How to complete this task:
Beginning with the line below that contains "output.data(&status.to_string())?;" and ending with the line that contains "clipboard: SystemClipboard) ->", copy every line exactly. Copy nothing else.

Exercise input:
──────────────────────────────

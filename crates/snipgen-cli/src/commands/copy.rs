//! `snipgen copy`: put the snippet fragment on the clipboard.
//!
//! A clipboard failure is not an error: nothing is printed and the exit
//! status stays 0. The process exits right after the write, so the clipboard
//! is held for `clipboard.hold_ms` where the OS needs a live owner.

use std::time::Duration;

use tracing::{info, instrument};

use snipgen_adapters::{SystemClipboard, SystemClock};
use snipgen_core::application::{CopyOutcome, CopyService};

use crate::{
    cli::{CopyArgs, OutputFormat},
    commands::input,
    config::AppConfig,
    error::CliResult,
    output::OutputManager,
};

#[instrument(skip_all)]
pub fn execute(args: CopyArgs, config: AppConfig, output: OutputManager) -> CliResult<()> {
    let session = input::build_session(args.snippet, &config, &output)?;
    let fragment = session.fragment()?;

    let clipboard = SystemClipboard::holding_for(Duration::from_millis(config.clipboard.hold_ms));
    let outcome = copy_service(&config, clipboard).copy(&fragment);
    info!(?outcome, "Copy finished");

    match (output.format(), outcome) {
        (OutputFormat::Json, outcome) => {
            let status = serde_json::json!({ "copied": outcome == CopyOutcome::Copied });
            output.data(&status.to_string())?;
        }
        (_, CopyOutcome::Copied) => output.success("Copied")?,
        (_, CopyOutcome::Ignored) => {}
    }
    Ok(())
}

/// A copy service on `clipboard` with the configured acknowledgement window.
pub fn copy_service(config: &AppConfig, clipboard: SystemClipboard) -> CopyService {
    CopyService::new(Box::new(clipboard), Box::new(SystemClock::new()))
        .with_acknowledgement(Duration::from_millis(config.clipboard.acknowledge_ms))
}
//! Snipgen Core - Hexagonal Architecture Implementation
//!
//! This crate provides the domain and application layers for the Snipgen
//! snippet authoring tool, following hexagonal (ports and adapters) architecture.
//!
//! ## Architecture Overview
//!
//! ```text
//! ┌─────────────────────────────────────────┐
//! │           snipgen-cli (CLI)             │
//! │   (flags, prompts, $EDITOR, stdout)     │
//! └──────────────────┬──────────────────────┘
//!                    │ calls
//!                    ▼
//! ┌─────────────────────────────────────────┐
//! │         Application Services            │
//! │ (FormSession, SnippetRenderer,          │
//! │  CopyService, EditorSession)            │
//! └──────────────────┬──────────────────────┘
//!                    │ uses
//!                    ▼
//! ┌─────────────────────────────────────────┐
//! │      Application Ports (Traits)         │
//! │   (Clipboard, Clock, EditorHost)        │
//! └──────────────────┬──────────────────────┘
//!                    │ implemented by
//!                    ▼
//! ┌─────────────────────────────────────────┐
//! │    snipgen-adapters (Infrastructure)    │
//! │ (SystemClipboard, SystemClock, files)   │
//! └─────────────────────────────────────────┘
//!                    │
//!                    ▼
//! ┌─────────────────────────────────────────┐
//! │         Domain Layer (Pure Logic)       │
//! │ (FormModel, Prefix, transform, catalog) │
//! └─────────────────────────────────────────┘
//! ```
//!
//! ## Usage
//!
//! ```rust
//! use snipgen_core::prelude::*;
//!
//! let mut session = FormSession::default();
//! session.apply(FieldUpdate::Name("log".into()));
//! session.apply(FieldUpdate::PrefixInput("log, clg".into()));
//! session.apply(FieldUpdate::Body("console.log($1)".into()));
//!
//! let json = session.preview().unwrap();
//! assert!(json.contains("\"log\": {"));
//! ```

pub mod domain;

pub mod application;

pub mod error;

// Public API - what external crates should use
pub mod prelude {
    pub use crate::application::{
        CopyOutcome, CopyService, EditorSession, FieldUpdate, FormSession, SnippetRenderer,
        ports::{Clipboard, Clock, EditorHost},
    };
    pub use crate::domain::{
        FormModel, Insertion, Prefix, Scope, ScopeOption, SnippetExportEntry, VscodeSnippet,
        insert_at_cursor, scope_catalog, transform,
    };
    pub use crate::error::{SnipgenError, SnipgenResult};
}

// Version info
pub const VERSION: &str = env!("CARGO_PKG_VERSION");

──────────────────────────────

Solution for this problem:
            output.data(&status.to_string())?;
        }
        (_, CopyOutcome::Copied) => output.success("Copied")?,
        (_, CopyOutcome::Ignored) => {}
    }
    Ok(())
}

/// A copy service on `clipboard` with the configured acknowledgement window.
pub fn copy_service(config: &AppConfig, clipboard: SystemClipboard) -> CopyService {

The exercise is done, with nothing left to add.